== Task description ==
Each entry, in full: reproduce it exactly.

(Stored data entries)
· · · ·
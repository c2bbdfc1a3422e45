use crate::error::CustomErrorCode;
use anchor_lang::prelude::*;

#[allow(deprecated)]
use anchor_lang::solana_program::bpf_loader_upgradeable::UpgradeableLoaderState;

fn upgrade_authority_from_data(data: &[u8]) -> Result<Pubkey> {
    match bincode::deserialize::<UpgradeableLoaderState>(data) {
        Ok(UpgradeableLoaderState::ProgramData {
            upgrade_authority_address: Some(authority),
            ..
        }) => Ok(authority),
        Ok(UpgradeableLoaderState::ProgramData { .. }) => err!(CustomErrorCode::NoUpgradeAuthority),
        _ => err!(CustomErrorCode::InvalidProgramData),
    }
}

/// Only the relay's upgrade authority passes.
pub fn validate_program_update_authority(program_data: &AccountInfo, signer: &Pubkey) -> Result<()> {
    let upgrade_authority = upgrade_authority_from_data(&program_data.try_borrow_data()?)?;
    require_keys_eq!(
        upgrade_authority,
        *signer,
        CustomErrorCode::InvalidUpgradeAuthority
    );
    Ok(())
}

#[cfg(test)]
mod tests {
    use super::*;
    use anchor_lang::error::Error;

    fn error_code(err: Error) -> u32 {
        match err {
            Error::AnchorError(e) => e.error_code_number,
            other => panic!("unexpected error: {other:?}"),
        }
    }

    fn program_data(upgrade_authority_address: Option<Pubkey>) -> Vec<u8> {
        bincode::serialize(&UpgradeableLoaderState::ProgramData {
            slot: 7,
            upgrade_authority_address,
        })
        .unwrap()
    }

    #[test]
    fn test_only_upgrade_authority_passes() {
        let authority = Pubkey::new_unique();
        let mut data = program_data(Some(authority));
        let key = Pubkey::new_unique();
        let owner = bpf_loader_upgradeable_id();
        let mut lamports = 1u64;
        let info = AccountInfo::new(&key, false, false, &mut lamports, &mut data, &owner, false, 0);

        validate_program_update_authority(&info, &authority).unwrap();

        let err = validate_program_update_authority(&info, &Pubkey::new_unique()).unwrap_err();
        assert_eq!(error_code(err), u32::from(CustomErrorCode::InvalidUpgradeAuthority));
    }

    #[test]
    fn test_immutable_relay_cannot_be_initialized() {
        let err = upgrade_authority_from_data(&program_data(None)).unwrap_err();
        assert_eq!(error_code(err), u32::from(CustomErrorCode::NoUpgradeAuthority));
    }

    #[test]
    fn test_garbage_program_data_is_rejected() {
        let err = upgrade_authority_from_data(&[0xFF; 3]).unwrap_err();
        assert_eq!(error_code(err), u32::from(CustomErrorCode::InvalidProgramData));
    }

    #[allow(deprecated)]
    fn bpf_loader_upgradeable_id() -> Pubkey {
        anchor_lang::solana_program::bpf_loader_upgradeable::id()
    }
}
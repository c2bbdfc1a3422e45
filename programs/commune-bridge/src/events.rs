use anchor_lang::prelude::*;

#[event]
pub struct BridgedBack {
    pub source: Pubkey,
    pub amount: u64,
    pub destination_address: String,
    pub sequence: u64,
    pub relayed_total: u64,
}

#[event]
pub struct AllowedCallerUpdated {
    pub authority: Pubkey,
    pub old_program: Pubkey,
    pub new_program: Pubkey,
}
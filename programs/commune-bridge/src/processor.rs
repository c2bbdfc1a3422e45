use crate::account_structs::*;
use crate::error::*;
use crate::events::*;
use crate::guard::validate_program_update_authority;
use anchor_lang::prelude::*;
use anchor_spl::token::{self, Transfer};

// Only the relay's upgrade authority may create the config and become its
// authority.
pub fn initialize(ctx: Context<Initialize>, allowed_external_caller_program: Pubkey) -> Result<()> {
    validate_program_update_authority(&ctx.accounts.program_data, &ctx.accounts.signer.key())?;

    let config = &mut ctx.accounts.bridge_config;
    config.authority = ctx.accounts.signer.key();
    config.mint = ctx.accounts.mint.key();
    config.custody_token_account = ctx.accounts.custody_token_account.key();
    config.allowed_external_caller_program = allowed_external_caller_program;
    config.relayed_total = 0;
    config.sequence = 0;
    config.bump = ctx.bumps.bridge_config;
    config.paused = false;

    msg!(
        "Relay initialized for caller program {} with custody {}",
        allowed_external_caller_program,
        config.custody_token_account
    );
    Ok(())
}

// Pull the staked amount from the caller's custody account into bridge
// custody. The bridge_authority PDA is the delegate on the source account, so
// it signs the transfer; the caller's PDA signature was already checked by the
// account constraints.
pub fn bridge_back(ctx: Context<BridgeBack>, amount: u64, destination_address: String) -> Result<()> {
    require!(
        !ctx.accounts.bridge_config.paused,
        CustomErrorCode::RelayPaused
    );
    require!(
        !destination_address.is_empty(),
        CustomErrorCode::EmptyDestinationAddress
    );

    let sequence = ctx.accounts.bridge_config.record_relay(amount)?;
    msg!("Relay #{}: {} to {}", sequence, amount, destination_address);

    let seeds: &[&[u8]] = &[b"bridge_authority", &[ctx.bumps.bridge_authority]];
    let signer = &[&seeds[..]];
    let cpi_accounts = Transfer {
        from: ctx.accounts.source_token_account.to_account_info(),
        to: ctx.accounts.custody_token_account.to_account_info(),
        authority: ctx.accounts.bridge_authority.to_account_info(),
    };
    token::transfer(
        CpiContext::new_with_signer(
            ctx.accounts.token_program.to_account_info(),
            cpi_accounts,
            signer,
        ),
        amount,
    )?;

    emit!(BridgedBack {
        source: ctx.accounts.source_token_account.key(),
        amount,
        destination_address,
        sequence,
        relayed_total: ctx.accounts.bridge_config.relayed_total,
    });

    Ok(())
}

pub fn pause(ctx: Context<UpdateRelay>, pause: bool) -> Result<()> {
    ctx.accounts.bridge_config.paused = pause;

    msg!("Relay paused: {}", pause);

    Ok(())
}

pub fn update_allowed_caller(
    ctx: Context<UpdateRelay>,
    new_allowed_external_caller_program: Pubkey,
) -> Result<()> {
    let config = &mut ctx.accounts.bridge_config;
    let old_program = config.allowed_external_caller_program;
    config.allowed_external_caller_program = new_allowed_external_caller_program;

    emit!(AllowedCallerUpdated {
        authority: ctx.accounts.authority.key(),
        old_program,
        new_program: new_allowed_external_caller_program,
    });

    Ok(())
}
· · · ·
== Solution to this problem ==
repository c2bbdfc1a3422e45
use crate::error::CustomErrorCode;
use anchor_lang::prelude::*;

#[allow(deprecated)]
use anchor_lang::solana_program::bpf_loader_upgradeable::UpgradeableLoaderState;

fn upgrade_authority_from_data(data: &[u8]) -> Result<Pubkey> {
    match bincode::deserialize::<UpgradeableLoaderState>(data) {
        Ok(UpgradeableLoaderState::ProgramData {
            upgrade_authority_address: Some(authority),
            ..
        }) => Ok(authority),
        Ok(UpgradeableLoaderState::ProgramData { .. }) => err!(CustomErrorCode::NoUpgradeAuthority),
        _ => err!(CustomErrorCode::InvalidProgramData),
    }
}

/// Only the relay's upgrade authority passes.
pub fn validate_program_update_authority(program_data: &AccountInfo, signer: &Pubkey) -> Result<()> {
    let upgrade_authority = upgrade_authority_from_data(&program_data.try_borrow_data()?)?;
    require_keys_eq!(
        upgrade_authority,
        *signer,
        CustomErrorCode::InvalidUpgradeAuthority
    );
    Ok(())
}

#[cfg(test)]
mod tests {
    use super::*;
    use anchor_lang::error::Error;

    fn error_code(err: Error) -> u32 {
        match err {
            Error::AnchorError(e) => e.error_code_number,
            other => panic!("unexpected error: {other:?}"),
        }
    }

    fn program_data(upgrade_authority_address: Option<Pubkey>) -> Vec<u8> {
        bincode::serialize(&UpgradeableLoaderState::ProgramData {
            slot: 7,
            upgrade_authority_address,
        })
        .unwrap()
    }

    #[test]
    fn test_only_upgrade_authority_passes() {
        let authority = Pubkey::new_unique();
        let mut data = program_data(Some(authority));
        let key = Pubkey::new_unique();
        let owner = bpf_loader_upgradeable_id();
        let mut lamports = 1u64;
        let info = AccountInfo::new(&key, false, false, &mut lamports, &mut data, &owner, false, 0);

        validate_program_update_authority(&info, &authority).unwrap();

        let err = validate_program_update_authority(&info, &Pubkey::new_unique()).unwrap_err();
        assert_eq!(error_code(err), u32::from(CustomErrorCode::InvalidUpgradeAuthority));
    }

    #[test]
    fn test_immutable_relay_cannot_be_initialized() {
        let err = upgrade_authority_from_data(&program_data(None)).unwrap_err();
        assert_eq!(error_code(err), u32::from(CustomErrorCode::NoUpgradeAuthority));
    }

    #[test]
    fn test_garbage_program_data_is_rejected() {
        let err = upgrade_authority_from_data(&[0xFF; 3]).unwrap_err();
        assert_eq!(error_code(err), u32::from(CustomErrorCode::InvalidProgramData));
    }

    #[allow(deprecated)]
    fn bpf_loader_upgradeable_id() -> Pubkey {
        anchor_lang::solana_program::bpf_loader_upgradeable::id()
    }
}
repository c2bbdfc1a3422e45
filename programs/commune-bridge/src/events.rs
use anchor_lang::prelude::*;

#[event]
pub struct BridgedBack {
    pub source: Pubkey,
    pub amount: u64,
    pub destination_address: String,
    pub sequence: u64,
    pub relayed_total: u64,
}

#[event]
pub struct AllowedCallerUpdated {
    pub authority: Pubkey,
    pub old_program: Pubkey,
    pub new_program: Pubkey,
}
filename programs/commune-bridge/src/processor.rs
repository c2bbdfc1a3422e45
use crate::account_structs::*;
use crate::error::*;
use crate::events::*;
use crate::guard::validate_program_update_authority;
use anchor_lang::prelude::*;
use anchor_spl::token::{self, Transfer};

// Only the relay's upgrade authority may create the config and become its
// authority.
pub fn initialize(ctx: Context<Initialize>, allowed_external_caller_program: Pubkey) -> Result<()> {
    validate_program_update_authority(&ctx.accounts.program_data, &ctx.accounts.signer.key())?;

    let config = &mut ctx.accounts.bridge_config;
    config.authority = ctx.accounts.signer.key();
    config.mint = ctx.accounts.mint.key();
    config.custody_token_account = ctx.accounts.custody_token_account.key();
    config.allowed_external_caller_program = allowed_external_caller_program;
    config.relayed_total = 0;
    config.sequence = 0;
    config.bump = ctx.bumps.bridge_config;
    config.paused = false;

    msg!(
        "Relay initialized for caller program {} with custody {}",
        allowed_external_caller_program,
        config.custody_token_account
    );
    Ok(())
}

// Pull the staked amount from the caller's custody account into bridge
// custody. The bridge_authority PDA is the delegate on the source account, so
// it signs the transfer; the caller's PDA signature was already checked by the
// account constraints.
pub fn bridge_back(ctx: Context<BridgeBack>, amount: u64, destination_address: String) -> Result<()> {
    require!(
        !ctx.accounts.bridge_config.paused,
        CustomErrorCode::RelayPaused
    );
    require!(
        !destination_address.is_empty(),
        CustomErrorCode::EmptyDestinationAddress
    );

    let sequence = ctx.accounts.bridge_config.record_relay(amount)?;
    msg!("Relay #{}: {} to {}", sequence, amount, destination_address);

    let seeds: &[&[u8]] = &[b"bridge_authority", &[ctx.bumps.bridge_authority]];
    let signer = &[&seeds[..]];
    let cpi_accounts = Transfer {
        from: ctx.accounts.source_token_account.to_account_info(),
        to: ctx.accounts.custody_token_account.to_account_info(),
        authority: ctx.accounts.bridge_authority.to_account_info(),
    };
    token::transfer(
        CpiContext::new_with_signer(
            ctx.accounts.token_program.to_account_info(),
            cpi_accounts,
            signer,
        ),
        amount,
    )?;

    emit!(BridgedBack {
        source: ctx.accounts.source_token_account.key(),
        amount,
        destination_address,
        sequence,
        relayed_total: ctx.accounts.bridge_config.relayed_total,
    });

    Ok(())
}

pub fn pause(ctx: Context<UpdateRelay>, pause: bool) -> Result<()> {
    ctx.accounts.bridge_config.paused = pause;

    msg!("Relay paused: {}", pause);

    Ok(())
}

pub fn update_allowed_caller(
    ctx: Context<UpdateRelay>,
    new_allowed_external_caller_program: Pubkey,
) -> Result<()> {
    let config = &mut ctx.accounts.bridge_config;
    let old_program = config.allowed_external_caller_program;
    config.allowed_external_caller_program = new_allowed_external_caller_program;

    emit!(AllowedCallerUpdated {
        authority: ctx.accounts.authority.key(),
        old_program,
        new_program: new_allowed_external_caller_program,
    });

    Ok(())
}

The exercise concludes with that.